WHAT THIS TASK INVOLVES:
Your task is to quote the records from their first line through the line containing "Index of the", with nothing added or left out.

═════ PROVIDED DATA

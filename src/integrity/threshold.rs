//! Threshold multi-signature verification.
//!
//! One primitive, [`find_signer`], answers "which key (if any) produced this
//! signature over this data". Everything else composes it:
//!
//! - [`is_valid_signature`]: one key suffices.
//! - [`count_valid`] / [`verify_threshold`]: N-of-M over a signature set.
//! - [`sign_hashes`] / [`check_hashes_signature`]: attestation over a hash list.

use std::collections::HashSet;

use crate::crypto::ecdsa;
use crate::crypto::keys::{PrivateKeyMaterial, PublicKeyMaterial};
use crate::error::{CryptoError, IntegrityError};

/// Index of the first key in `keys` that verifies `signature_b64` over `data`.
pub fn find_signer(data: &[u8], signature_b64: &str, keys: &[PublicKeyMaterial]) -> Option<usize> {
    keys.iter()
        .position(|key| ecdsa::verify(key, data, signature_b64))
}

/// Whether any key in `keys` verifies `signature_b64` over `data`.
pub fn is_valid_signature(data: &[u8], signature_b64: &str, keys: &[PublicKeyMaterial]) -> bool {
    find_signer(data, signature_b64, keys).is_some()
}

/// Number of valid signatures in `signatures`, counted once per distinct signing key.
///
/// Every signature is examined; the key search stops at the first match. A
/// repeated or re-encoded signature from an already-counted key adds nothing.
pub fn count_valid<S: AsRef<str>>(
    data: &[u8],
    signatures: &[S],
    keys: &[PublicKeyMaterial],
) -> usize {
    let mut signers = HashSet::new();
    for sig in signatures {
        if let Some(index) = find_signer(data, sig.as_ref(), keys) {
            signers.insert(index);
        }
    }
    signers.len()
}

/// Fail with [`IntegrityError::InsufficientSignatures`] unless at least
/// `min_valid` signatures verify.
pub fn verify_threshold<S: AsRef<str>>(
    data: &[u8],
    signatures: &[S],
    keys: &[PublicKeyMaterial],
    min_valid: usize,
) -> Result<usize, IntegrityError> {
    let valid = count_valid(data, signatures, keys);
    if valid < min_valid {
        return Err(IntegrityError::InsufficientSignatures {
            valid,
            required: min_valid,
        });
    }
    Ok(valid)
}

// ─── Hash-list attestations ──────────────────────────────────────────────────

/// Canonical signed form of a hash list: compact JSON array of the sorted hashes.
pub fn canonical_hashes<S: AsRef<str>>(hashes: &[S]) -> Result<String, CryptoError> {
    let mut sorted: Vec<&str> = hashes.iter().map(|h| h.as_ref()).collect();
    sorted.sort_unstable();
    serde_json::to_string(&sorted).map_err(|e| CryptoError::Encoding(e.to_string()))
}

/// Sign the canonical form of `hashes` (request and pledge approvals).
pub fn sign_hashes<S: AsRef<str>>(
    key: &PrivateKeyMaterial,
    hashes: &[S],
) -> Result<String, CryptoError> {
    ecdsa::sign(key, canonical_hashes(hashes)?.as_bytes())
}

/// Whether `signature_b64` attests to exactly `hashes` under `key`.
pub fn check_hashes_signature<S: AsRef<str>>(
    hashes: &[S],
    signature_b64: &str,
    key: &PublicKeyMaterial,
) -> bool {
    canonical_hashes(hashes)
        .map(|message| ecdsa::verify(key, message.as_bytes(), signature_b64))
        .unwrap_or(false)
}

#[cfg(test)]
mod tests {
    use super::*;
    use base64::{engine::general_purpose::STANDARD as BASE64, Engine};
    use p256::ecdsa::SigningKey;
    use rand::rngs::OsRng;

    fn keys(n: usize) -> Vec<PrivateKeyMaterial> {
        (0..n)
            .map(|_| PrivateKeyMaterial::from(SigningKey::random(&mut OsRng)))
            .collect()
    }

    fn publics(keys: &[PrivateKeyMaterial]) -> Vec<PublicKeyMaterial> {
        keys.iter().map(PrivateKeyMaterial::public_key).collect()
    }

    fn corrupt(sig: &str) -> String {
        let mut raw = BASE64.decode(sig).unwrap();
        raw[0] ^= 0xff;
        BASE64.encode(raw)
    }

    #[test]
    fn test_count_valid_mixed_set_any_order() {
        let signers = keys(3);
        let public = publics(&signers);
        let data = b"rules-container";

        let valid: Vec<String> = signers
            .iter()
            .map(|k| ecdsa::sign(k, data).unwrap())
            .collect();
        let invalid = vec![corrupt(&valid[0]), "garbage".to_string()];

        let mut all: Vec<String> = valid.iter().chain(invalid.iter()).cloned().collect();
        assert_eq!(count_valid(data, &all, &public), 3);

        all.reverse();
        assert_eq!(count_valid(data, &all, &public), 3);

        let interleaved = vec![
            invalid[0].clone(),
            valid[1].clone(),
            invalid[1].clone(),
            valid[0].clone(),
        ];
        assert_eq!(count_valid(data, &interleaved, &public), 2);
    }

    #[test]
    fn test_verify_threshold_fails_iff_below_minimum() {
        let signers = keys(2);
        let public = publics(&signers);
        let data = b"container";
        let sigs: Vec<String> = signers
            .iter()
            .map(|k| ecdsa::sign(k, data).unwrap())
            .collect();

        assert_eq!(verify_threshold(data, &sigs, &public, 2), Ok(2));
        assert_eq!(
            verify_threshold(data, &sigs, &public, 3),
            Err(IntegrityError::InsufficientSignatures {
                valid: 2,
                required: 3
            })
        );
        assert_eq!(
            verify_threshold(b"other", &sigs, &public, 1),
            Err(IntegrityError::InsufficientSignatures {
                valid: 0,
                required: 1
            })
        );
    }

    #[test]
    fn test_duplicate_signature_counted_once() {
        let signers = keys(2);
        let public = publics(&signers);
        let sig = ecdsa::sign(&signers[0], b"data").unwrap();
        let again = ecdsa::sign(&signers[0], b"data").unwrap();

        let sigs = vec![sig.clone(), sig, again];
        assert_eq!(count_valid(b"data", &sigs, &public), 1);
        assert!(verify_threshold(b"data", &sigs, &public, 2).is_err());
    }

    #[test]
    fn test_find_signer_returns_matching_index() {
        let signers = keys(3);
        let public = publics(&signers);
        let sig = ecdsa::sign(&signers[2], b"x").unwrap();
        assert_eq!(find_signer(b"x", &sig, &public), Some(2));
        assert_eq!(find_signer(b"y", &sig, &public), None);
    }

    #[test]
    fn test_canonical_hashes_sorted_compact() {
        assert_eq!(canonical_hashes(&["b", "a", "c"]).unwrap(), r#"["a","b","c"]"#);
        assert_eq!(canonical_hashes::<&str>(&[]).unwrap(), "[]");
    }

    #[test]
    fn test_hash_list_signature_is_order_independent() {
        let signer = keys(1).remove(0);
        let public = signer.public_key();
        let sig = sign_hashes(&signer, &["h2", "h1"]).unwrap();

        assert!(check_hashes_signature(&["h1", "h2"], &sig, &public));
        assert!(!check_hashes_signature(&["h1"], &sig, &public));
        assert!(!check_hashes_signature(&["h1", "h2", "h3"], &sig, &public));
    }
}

══════════

ANSWER:
filename src/integrity/threshold.rs
//! Threshold multi-signature verification.
//!
//! One primitive, [`find_signer`], answers "which key (if any) produced this
//! signature over this data". Everything else composes it:
//!
//! - [`is_valid_signature`]: one key suffices.
//! - [`count_valid`] / [`verify_threshold`]: N-of-M over a signature set.
//! - [`sign_hashes`] / [`check_hashes_signature`]: attestation over a hash list.

use std::collections::HashSet;

use crate::crypto::ecdsa;
use crate::crypto::keys::{PrivateKeyMaterial, PublicKeyMaterial};
use crate::error::{CryptoError, IntegrityError};

/// Index of the first key in `keys` that verifies `signature_b64` over `data`.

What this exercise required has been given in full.